Mike and Martha Port, members of the Summit Avenue Assembly of God in St. Paul, had been praying to find an activity they could do together to help people.
Their answer came when they visited Mike’s father in northern Minnesota at Christmas 1988. While there, they read about two men going to Guatemala to teach people to cook with cardboard solar cookers.
They met with one of the men, Bill Sperber of the Pillsbury Co., who taught them how to build and cook on the cardboard cooker. The Ports took it to Haiti for people there to try. During the next several years, they experimented with various ovens—cardboard ovens, plywood ovens, metal ovens—and surveyed interest in them in developing countries. . . .
With the help of friends and other volunteers, the Ports make solar ovens, but not flimsy cardboard ones that moisture can disintegrate and not cookers with metal exteriors likely to burn anyone who touches them.
Their ovens—the SOS Sport model—use sturdy but inexpensive materials, including an outer shell and inner collar made from recycled soft drink bottles. Foam insulation is held in place and protected by an aluminum liner.
Dark-colored pots placed within the cooker absorb sunlight to cook food. A clear, plastic lid covers the oven.
Anthony Eneanya of St. Peter Claver in St. Paul has big plans to bring solar ovens to Nigeria and from there throughout Africa.
Eneanya, who had a previous interest in solar panels, saw the solar ovens as a “great idea,” especially for Nigeria, where electricity is not dependable.
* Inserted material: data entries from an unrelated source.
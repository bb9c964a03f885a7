use derive_builder::Builder;
use thiserror::Error;

use crate::simulation::id::{Id, IdStore};

pub mod activation;
pub mod flow_cap;
pub mod link;
pub mod node;
pub mod sim_network;
pub mod storage_cap;

#[derive(Debug, Clone, PartialEq, Error)]
pub enum NetworkError {
    #[error("node {0} is already part of the network")]
    DuplicateNode(String),
    #[error("link {0} is already part of the network")]
    DuplicateLink(String),
    #[error("link {link} has a free speed of {freespeed}, but it must be a positive number")]
    InvalidFreespeed { link: String, freespeed: f32 },
    #[error("node {0} is not part of the network")]
    UnknownNode(String),
    #[error("link {0} is not part of the network")]
    UnknownLink(String),
    #[error("route is empty")]
    EmptyRoute,
    #[error("link {to} does not start at the end of link {from}")]
    DisconnectedRoute { from: String, to: String },
}

/// Static topology the network engine runs on. Nodes and links are stored in the order of their
/// internal ids, so that both can be looked up by index.
#[derive(Debug)]
pub struct Network {
    node_ids: IdStore<Node>,
    link_ids: IdStore<Link>,
    nodes: Vec<Node>,
    links: Vec<Link>,
    pub effective_cell_size: f32,
}

#[derive(Debug)]
pub struct Node {
    pub id: Id<Node>,
    pub x: f64,
    pub y: f64,
    pub in_links: Vec<Id<Link>>,
    pub out_links: Vec<Id<Link>>,
}

#[derive(Debug)]
pub struct Link {
    pub id: Id<Link>,
    pub from: Id<Node>,
    pub to: Id<Node>,
    pub length: f64,
    pub capacity: f32,
    pub freespeed: f32,
    pub permlanes: f32,
    pub storage_capacity: Option<u32>,
}

/// Attributes of a link, as they are passed to [`Network::add_link`].
#[derive(Debug, Clone, Builder)]
pub struct LinkAttributes {
    #[builder(setter(into))]
    id: String,
    #[builder(setter(into))]
    from: String,
    #[builder(setter(into))]
    to: String,
    /// in meters
    length: f64,
    /// in meters per second
    freespeed: f32,
    /// in entities per hour
    capacity: f32,
    #[builder(default = 1.0)]
    permlanes: f32,
    /// Overrides the storage capacity derived from length and lanes
    #[builder(default, setter(strip_option))]
    storage_capacity: Option<u32>,
}

impl Link {
    /// Time in seconds an entity needs to traverse the link at free speed. Always at least one
    /// tick.
    pub fn free_flow_travel_time(&self) -> u32 {
        let travel_time = (self.length / self.freespeed as f64).floor() as u32;
        travel_time.max(1)
    }
}

impl Default for Network {
    fn default() -> Self {
        Network::new()
    }
}

impl Network {
    pub fn new() -> Self {
        Network {
            node_ids: IdStore::new(),
            link_ids: IdStore::new(),
            nodes: Vec::new(),
            links: Vec::new(),
            effective_cell_size: 7.5,
        }
    }

    pub fn add_node(&mut self, external: &str, x: f64, y: f64) -> Result<Id<Node>, NetworkError> {
        if self.node_ids.try_get_from_ext(external).is_some() {
            return Err(NetworkError::DuplicateNode(String::from(external)));
        }
        let id = self.node_ids.create_id(external);
        debug_assert_eq!(id.index(), self.nodes.len());
        self.nodes.push(Node {
            id: id.clone(),
            x,
            y,
            in_links: Vec::new(),
            out_links: Vec::new(),
        });
        Ok(id)
    }

    pub fn add_link(&mut self, attributes: LinkAttributes) -> Result<Id<Link>, NetworkError> {
        if self.link_ids.try_get_from_ext(&attributes.id).is_some() {
            return Err(NetworkError::DuplicateLink(attributes.id));
        }
        if !(attributes.freespeed.is_finite() && attributes.freespeed > 0.) {
            return Err(NetworkError::InvalidFreespeed {
                link: attributes.id,
                freespeed: attributes.freespeed,
            });
        }
        let from = self
            .node_ids
            .try_get_from_ext(&attributes.from)
            .ok_or_else(|| NetworkError::UnknownNode(attributes.from.clone()))?;
        let to = self
            .node_ids
            .try_get_from_ext(&attributes.to)
            .ok_or_else(|| NetworkError::UnknownNode(attributes.to.clone()))?;

        let id = self.link_ids.create_id(&attributes.id);
        debug_assert_eq!(id.index(), self.links.len());
        self.nodes[from.index()].out_links.push(id.clone());
        self.nodes[to.index()].in_links.push(id.clone());
        self.links.push(Link {
            id: id.clone(),
            from,
            to,
            length: attributes.length,
            capacity: attributes.capacity,
            freespeed: attributes.freespeed,
            permlanes: attributes.permlanes,
            storage_capacity: attributes.storage_capacity,
        });
        Ok(id)
    }

    pub fn nodes(&self) -> &[Node] {
        &self.nodes
    }

    pub fn links(&self) -> &[Link] {
        &self.links
    }

    pub fn get_node(&self, id: &Id<Node>) -> &Node {
        self.nodes
            .get(id.index())
            .unwrap_or_else(|| panic!("No node found for id {id}"))
    }

    pub fn get_link(&self, id: &Id<Link>) -> &Link {
        self.try_get_link(id)
            .unwrap_or_else(|| panic!("No link found for id {id}"))
    }

    pub fn try_get_link(&self, id: &Id<Link>) -> Option<&Link> {
        self.links.get(id.index())
    }

    pub fn node_id(&self, external: &str) -> Option<Id<Node>> {
        self.node_ids.try_get_from_ext(external)
    }

    pub fn link_id(&self, external: &str) -> Option<Id<Link>> {
        self.link_ids.try_get_from_ext(external)
    }

    /// Checks that every link of the route is part of this network and that consecutive links
    /// share a node.
    pub fn validate_route(&self, route: &[Id<Link>]) -> Result<(), NetworkError> {
        if route.is_empty() {
            return Err(NetworkError::EmptyRoute);
        }
        if let Some(unknown) = route.iter().find(|id| self.try_get_link(id).is_none()) {
            return Err(NetworkError::UnknownLink(unknown.to_string()));
        }
        for pair in route.windows(2) {
            let from = self.get_link(&pair[0]);
            let to = self.get_link(&pair[1]);
            if from.to != to.from {
                return Err(NetworkError::DisconnectedRoute {
                    from: from.id.to_string(),
                    to: to.id.to_string(),
                });
            }
        }
        Ok(())
    }
}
He plans to return to Nigeria to live with his family in a year or two and to set up assembly plants for the solar ovens. Retired 3M engineers designed precise jigs to facilitate assembly without electricity. Eneanya expressed enthusiasm about taking jobs to Nigeria and thereby providing employment as well as a safe, economical means of cooking.
An important feature used with the oven is the “wapi” or water pasteurization indicator, designed by retired 3M engineers.
The WAPI . . . is a “special purpose thermometer with a memory.”
When the little WAPI is immersed in water in a pot within the solar oven, the wax melts and drops to its bottom when water is heated enough to be safe to drink.
That, the designers contend, is a significant contribution to make water free from disease organisms. “The WAPI is major,” Martha Port said, “because children die from impure water.”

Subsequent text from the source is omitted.